1) Dr. George S. Mack conducted this pronounce for Streetwise Reports LLC, publisher of The Gold Report, The Energy Report and The Life Sciences Report, and provides services to Streetwise Reports as an eccentric contractor. He owns, or his family owns, shares of a following companies mentioned in this interview: None.

2) The following companies mentioned in a pronounce are sponsors of Streetwise Reports: Nobilis Health Corp. The companies mentioned in this pronounce were not concerned in any aspect of a pronounce credentials or post-interview modifying so a consultant could pronounce exclusively about a sector. Streetwise Reports does not accept batch in sell for a services.

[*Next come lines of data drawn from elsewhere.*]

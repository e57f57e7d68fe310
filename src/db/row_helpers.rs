use anyhow::{Context, Result};
use rust_decimal::Decimal;
use sqlx::{sqlite::SqliteRow, Row};
use std::str::FromStr;

use crate::models::*;

/// Filter empty strings to None, for columns that may hold '' instead of NULL
pub fn none_if_empty(opt: Option<String>) -> Option<String> {
    opt.filter(|s| !s.is_empty())
}

/// Read a decimal stored as TEXT
pub fn get_decimal(row: &SqliteRow, column: &str) -> Result<Decimal> {
    let raw: String = row.try_get(column)?;
    Decimal::from_str(&raw).with_context(|| format!("invalid decimal in {}: {:?}", column, raw))
}

/// Read a nullable decimal stored as TEXT
pub fn get_opt_decimal(row: &SqliteRow, column: &str) -> Result<Option<Decimal>> {
    let raw: Option<String> = row.try_get(column)?;
    none_if_empty(raw)
        .map(|s| {
            Decimal::from_str(&s).with_context(|| format!("invalid decimal in {}: {:?}", column, s))
        })
        .transpose()
}

/// Read one of the TEXT-encoded enumerations
pub fn get_enum<T>(row: &SqliteRow, column: &str) -> Result<T>
where
    T: FromStr<Err = anyhow::Error>,
{
    let raw: String = row.try_get(column)?;
    raw.parse::<T>()
}

/// Map a SQLite row to a User struct
pub fn map_user_row(row: &SqliteRow) -> Result<User> {
    Ok(User {
        id: row.try_get("id")?,
        full_name: row.try_get("full_name")?,
        email: row.try_get("email")?,
        password_hash: row.try_get("password_hash")?,
        role: get_enum(row, "role")?,
        status: get_enum(row, "status")?,
        created_at: row.try_get("created_at")?,
    })
}

/// Map a SQLite row to a Property struct
pub fn map_property_row(row: &SqliteRow) -> Result<Property> {
    Ok(Property {
        id: row.try_get("id")?,
        landlord_id: row.try_get("landlord_id")?,
        name: row.try_get("name")?,
        address: row.try_get("address")?,
        description: none_if_empty(row.try_get("description")?),
        rent_amount: get_decimal(row, "rent_amount")?,
        active: row.try_get("active")?,
        created_at: row.try_get("created_at")?,
    })
}

/// Map a SQLite row to a Contract struct
pub fn map_contract_row(row: &SqliteRow) -> Result<Contract> {
    let due_day: i64 = row.try_get("due_day")?;
    Ok(Contract {
        id: row.try_get("id")?,
        property_id: row.try_get("property_id")?,
        tenant_id: row.try_get("tenant_id")?,
        landlord_id: row.try_get("landlord_id")?,
        start_date: row.try_get("start_date")?,
        end_date: row.try_get("end_date")?,
        rent_amount: get_decimal(row, "rent_amount")?,
        due_day: u32::try_from(due_day).context("due_day out of range")?,
        active: row.try_get("active")?,
        created_at: row.try_get("created_at")?,
    })
}

/// Map a SQLite row to a Rent struct
pub fn map_rent_row(row: &SqliteRow) -> Result<Rent> {
    Ok(Rent {
        id: row.try_get("id")?,
        contract_id: row.try_get("contract_id")?,
        property_id: row.try_get("property_id")?,
        tenant_id: row.try_get("tenant_id")?,
        landlord_id: row.try_get("landlord_id")?,
        amount: get_decimal(row, "amount")?,
        reference_month: row.try_get("reference_month")?,
        due_date: row.try_get("due_date")?,
        payment_date: row.try_get("payment_date")?,
        status: get_enum(row, "status")?,
        description: none_if_empty(row.try_get("description")?),
        created_at: row.try_get("created_at")?,
    })
}

/// Map a SQLite row to an Expense struct
pub fn map_expense_row(row: &SqliteRow) -> Result<Expense> {
    Ok(Expense {
        id: row.try_get("id")?,
        contract_id: row.try_get("contract_id")?,
        property_id: row.try_get("property_id")?,
        tenant_id: row.try_get("tenant_id")?,
        landlord_id: row.try_get("landlord_id")?,
        expense_type: get_enum(row, "expense_type")?,
        previous_reading: get_opt_decimal(row, "previous_reading")?,
        current_reading: get_opt_decimal(row, "current_reading")?,
        unit_price: get_opt_decimal(row, "unit_price")?,
        fixed_fee: get_opt_decimal(row, "fixed_fee")?,
        computed_value: get_opt_decimal(row, "computed_value")?,
        final_value: get_decimal(row, "final_value")?,
        reference_month: row.try_get("reference_month")?,
        due_date: row.try_get("due_date")?,
        payment_date: row.try_get("payment_date")?,
        status: get_enum(row, "status")?,
        description: none_if_empty(row.try_get("description")?),
        notes: none_if_empty(row.try_get("notes")?),
        created_at: row.try_get("created_at")?,
    })
}

/// Joined display columns shared by contract, rent and expense listings
pub struct JoinedNames {
    pub property_name: String,
    pub property_address: String,
    pub tenant_name: String,
    pub tenant_email: String,
}

pub fn map_joined_names(row: &SqliteRow) -> Result<JoinedNames> {
    Ok(JoinedNames {
        property_name: row.try_get("property_name")?,
        property_address: row.try_get("property_address")?,
        tenant_name: row.try_get("tenant_name")?,
        tenant_email: row.try_get("tenant_email")?,
    })
}

#[cfg(test)]
mod tests {
    use super::*;

    #[test]
    fn test_none_if_empty() {
        assert_eq!(none_if_empty(Some(String::new())), None);
        assert_eq!(none_if_empty(None), None);
        assert_eq!(none_if_empty(Some("x".into())), Some("x".to_string()));
    }
}
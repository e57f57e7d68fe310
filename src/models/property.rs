use chrono::{DateTime, Utc};
use rust_decimal::Decimal;
use serde::{Deserialize, Serialize};

/// Property owned by a landlord
#[derive(Debug, Clone, Serialize, Deserialize)]
pub struct Property {
    pub id: String,
    pub landlord_id: String,
    pub name: String,
    pub address: String,
    #[serde(skip_serializing_if = "Option::is_none")]
    pub description: Option<String>,
    pub rent_amount: Decimal,
    pub active: bool,
    pub created_at: DateTime<Utc>,
}

#[derive(Debug, Clone, Deserialize)]
pub struct CreatePropertyRequest {
    pub name: String,
    pub address: String,
    #[serde(default)]
    pub description: Option<String>,
    pub rent_amount: Decimal,
}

3) Bruce Campbell: we own, or my family owns, shares of a following companies mentioned in this interview: None directly. we privately am, or my family is, paid by a following companies mentioned in this interview: None. My association has a financial attribute with a following companies mentioned in this interview: None. we was not paid by Streetwise Reports for participating in this interview. Comments and opinions voiced are my possess comments and opinions. we dynamic and had final contend over that companies would be enclosed in a pronounce formed on my research, bargain of a zone and pronounce theme. we had a event to examination a pronounce for correctness as of a date of a pronounce and am obliged for a calm of a interview.